EXERCISE
For this exercise, please reproduce the records below word for word, from the first line through the line with "stored locally, consecutive-day".

RECORDS FOR PROCESSING
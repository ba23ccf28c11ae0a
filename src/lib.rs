/*!
# tenten

Tenten is a journal for the daily "10-10" practice: each day the user records
up to ten things they are grateful for and ten things they intend to
co-create, pauses for two reflections, and adds closing thoughts. Entries are
stored locally, consecutive-day streaks are derived from the history, and the
whole journal exports to CSV.

## Core Features

- Record or replace today's gratitudes, intentions, and reflections
- Track current and longest consecutive-day streaks
- Run a fixed-length or open-ended program from a configured start date
- Daily reminder scheduling at a configured local time
- CSV export of the full history

## Architecture

The codebase follows a modular architecture with clear separation of concerns:

- `cli`: Command-line interface handling using clap
- `config`: Configuration loading and validation
- `errors`: Error handling infrastructure
- `journal_core`: Pure journal logic — entries, dates, streaks, the program window
- `journal_io`: Persisted-record reading and writing
- `export`: CSV serialization
- `reminder`: Cancellable daily reminder scheduling
- `ops`: One orchestration function per user operation

## Usage Example

```rust,no_run
use tenten::config::Config;
use tenten::journal_core::{dates, streak};
use tenten::journal_io;

fn main() -> tenten::AppResult<()> {
    // Load configuration
    let config = Config::load()?;

    // Read the history and compute streaks as of today
    let entries = journal_io::load_entries(&config.journal_dir)?;
    let streak = streak::compute_streak(&entries, dates::today());
    println!("current streak: {} days", streak.current);
    Ok(())
}
```
*/

/// Command-line interface for parsing and handling user arguments
pub mod cli;
/// Configuration loading and management
pub mod config;
/// Constants used throughout the application
pub mod constants;
/// Error types and utilities for error handling
pub mod errors;
/// CSV export of the journal history
pub mod export;
/// Pure journal logic: entries, dates, streaks, program window
pub mod journal_core;
/// Persisted-record I/O
pub mod journal_io;
/// User-facing operations
pub mod ops;
/// Daily reminder scheduling
pub mod reminder;

// Re-export important types for convenience
pub use cli::CliArgs;
pub use config::Config;
pub use errors::{AppError, AppResult};
pub use journal_core::program::{ProgramConfig, ProgramPhase};
pub use journal_core::streak::{compute_streak, Streak};
pub use journal_core::{EntryDraft, EntryList, JournalEntry};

EXERCISE OUTPUT
repository ba23ccf28c11ae0a
filename src/lib.rs
/*!
# tenten

Tenten is a journal for the daily "10-10" practice: each day the user records
up to ten things they are grateful for and ten things they intend to
co-create, pauses for two reflections, and adds closing thoughts. Entries are
stored locally, consecutive-day streaks are derived from the history, and the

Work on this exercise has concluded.